(TASK GOAL)
Starting at the line that holds "and ATS scorers" and stopping at the line that holds "pub fn new(min_length: usize)", restate the records below word for word, with both of those lines included.

--- DATA PROVIDED Enclosed Below ---

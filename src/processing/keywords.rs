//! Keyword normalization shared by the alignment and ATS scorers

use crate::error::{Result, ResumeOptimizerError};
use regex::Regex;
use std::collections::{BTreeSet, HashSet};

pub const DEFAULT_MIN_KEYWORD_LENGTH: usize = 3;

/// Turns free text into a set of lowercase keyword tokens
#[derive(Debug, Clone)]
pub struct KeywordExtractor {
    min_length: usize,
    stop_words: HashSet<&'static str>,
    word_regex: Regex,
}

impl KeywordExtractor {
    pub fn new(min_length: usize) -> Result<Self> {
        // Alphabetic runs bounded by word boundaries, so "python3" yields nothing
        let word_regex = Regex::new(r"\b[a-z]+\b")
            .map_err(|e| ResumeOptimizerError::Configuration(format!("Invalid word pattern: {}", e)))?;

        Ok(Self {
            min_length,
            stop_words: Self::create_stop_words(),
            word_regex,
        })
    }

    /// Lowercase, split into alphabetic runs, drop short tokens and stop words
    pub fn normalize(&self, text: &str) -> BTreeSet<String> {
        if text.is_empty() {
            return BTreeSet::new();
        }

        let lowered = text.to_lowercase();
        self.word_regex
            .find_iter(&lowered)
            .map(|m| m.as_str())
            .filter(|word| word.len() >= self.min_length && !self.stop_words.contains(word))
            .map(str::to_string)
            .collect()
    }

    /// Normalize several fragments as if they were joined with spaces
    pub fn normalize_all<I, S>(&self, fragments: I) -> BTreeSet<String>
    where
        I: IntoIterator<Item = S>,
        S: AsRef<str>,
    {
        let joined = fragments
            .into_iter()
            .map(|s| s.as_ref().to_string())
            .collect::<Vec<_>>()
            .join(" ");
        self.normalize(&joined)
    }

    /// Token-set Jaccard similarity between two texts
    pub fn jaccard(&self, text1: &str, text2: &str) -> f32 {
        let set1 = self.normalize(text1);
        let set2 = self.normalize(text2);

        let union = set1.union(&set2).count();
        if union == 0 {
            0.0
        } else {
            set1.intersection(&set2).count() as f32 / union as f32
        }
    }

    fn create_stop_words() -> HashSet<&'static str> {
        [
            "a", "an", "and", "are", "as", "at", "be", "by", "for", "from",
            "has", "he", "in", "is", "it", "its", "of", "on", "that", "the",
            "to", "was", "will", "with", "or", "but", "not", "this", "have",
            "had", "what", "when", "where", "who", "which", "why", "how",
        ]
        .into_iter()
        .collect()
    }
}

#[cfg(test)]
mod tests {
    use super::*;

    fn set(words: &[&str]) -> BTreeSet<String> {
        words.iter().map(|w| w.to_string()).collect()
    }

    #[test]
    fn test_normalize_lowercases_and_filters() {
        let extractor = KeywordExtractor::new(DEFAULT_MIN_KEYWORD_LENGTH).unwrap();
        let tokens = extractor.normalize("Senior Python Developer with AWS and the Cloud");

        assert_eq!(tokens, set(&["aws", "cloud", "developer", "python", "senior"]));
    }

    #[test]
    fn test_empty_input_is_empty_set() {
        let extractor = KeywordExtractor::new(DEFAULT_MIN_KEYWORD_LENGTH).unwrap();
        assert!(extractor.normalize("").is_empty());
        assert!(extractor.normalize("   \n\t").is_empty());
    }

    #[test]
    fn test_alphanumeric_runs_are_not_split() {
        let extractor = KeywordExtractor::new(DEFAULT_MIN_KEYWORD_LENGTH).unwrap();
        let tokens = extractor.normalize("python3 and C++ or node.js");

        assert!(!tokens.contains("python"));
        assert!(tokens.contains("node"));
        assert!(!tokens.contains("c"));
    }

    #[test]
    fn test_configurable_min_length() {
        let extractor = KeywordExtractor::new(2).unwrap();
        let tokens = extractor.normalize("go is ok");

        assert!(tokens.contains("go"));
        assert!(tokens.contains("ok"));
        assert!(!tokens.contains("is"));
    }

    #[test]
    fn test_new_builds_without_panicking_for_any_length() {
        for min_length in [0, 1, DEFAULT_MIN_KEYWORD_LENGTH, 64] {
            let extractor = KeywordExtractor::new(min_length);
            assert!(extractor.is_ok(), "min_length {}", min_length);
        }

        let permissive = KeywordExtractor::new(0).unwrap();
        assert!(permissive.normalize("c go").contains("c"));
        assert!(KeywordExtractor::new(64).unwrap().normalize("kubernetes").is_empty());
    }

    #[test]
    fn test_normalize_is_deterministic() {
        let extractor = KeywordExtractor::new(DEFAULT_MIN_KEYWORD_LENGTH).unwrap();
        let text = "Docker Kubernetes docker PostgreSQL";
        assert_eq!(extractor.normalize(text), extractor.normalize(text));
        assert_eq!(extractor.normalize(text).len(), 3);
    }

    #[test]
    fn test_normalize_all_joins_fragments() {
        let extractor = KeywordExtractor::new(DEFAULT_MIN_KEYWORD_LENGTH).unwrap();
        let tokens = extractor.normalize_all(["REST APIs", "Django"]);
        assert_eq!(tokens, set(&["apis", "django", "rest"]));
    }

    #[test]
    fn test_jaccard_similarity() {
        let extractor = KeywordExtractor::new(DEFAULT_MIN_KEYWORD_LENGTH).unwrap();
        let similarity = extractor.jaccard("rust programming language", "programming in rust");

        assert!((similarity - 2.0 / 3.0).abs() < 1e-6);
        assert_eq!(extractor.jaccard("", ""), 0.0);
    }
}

--- End of Enclosed DATA PROVIDED ---

(WRITTEN REPLY)
//! Keyword normalization shared by the alignment and ATS scorers

use crate::error::{Result, ResumeOptimizerError};
use regex::Regex;
use std::collections::{BTreeSet, HashSet};

pub const DEFAULT_MIN_KEYWORD_LENGTH: usize = 3;

/// Turns free text into a set of lowercase keyword tokens
#[derive(Debug, Clone)]
pub struct KeywordExtractor {
    min_length: usize,
    stop_words: HashSet<&'static str>,
    word_regex: Regex,
}

impl KeywordExtractor {
    pub fn new(min_length: usize) -> Result<Self> {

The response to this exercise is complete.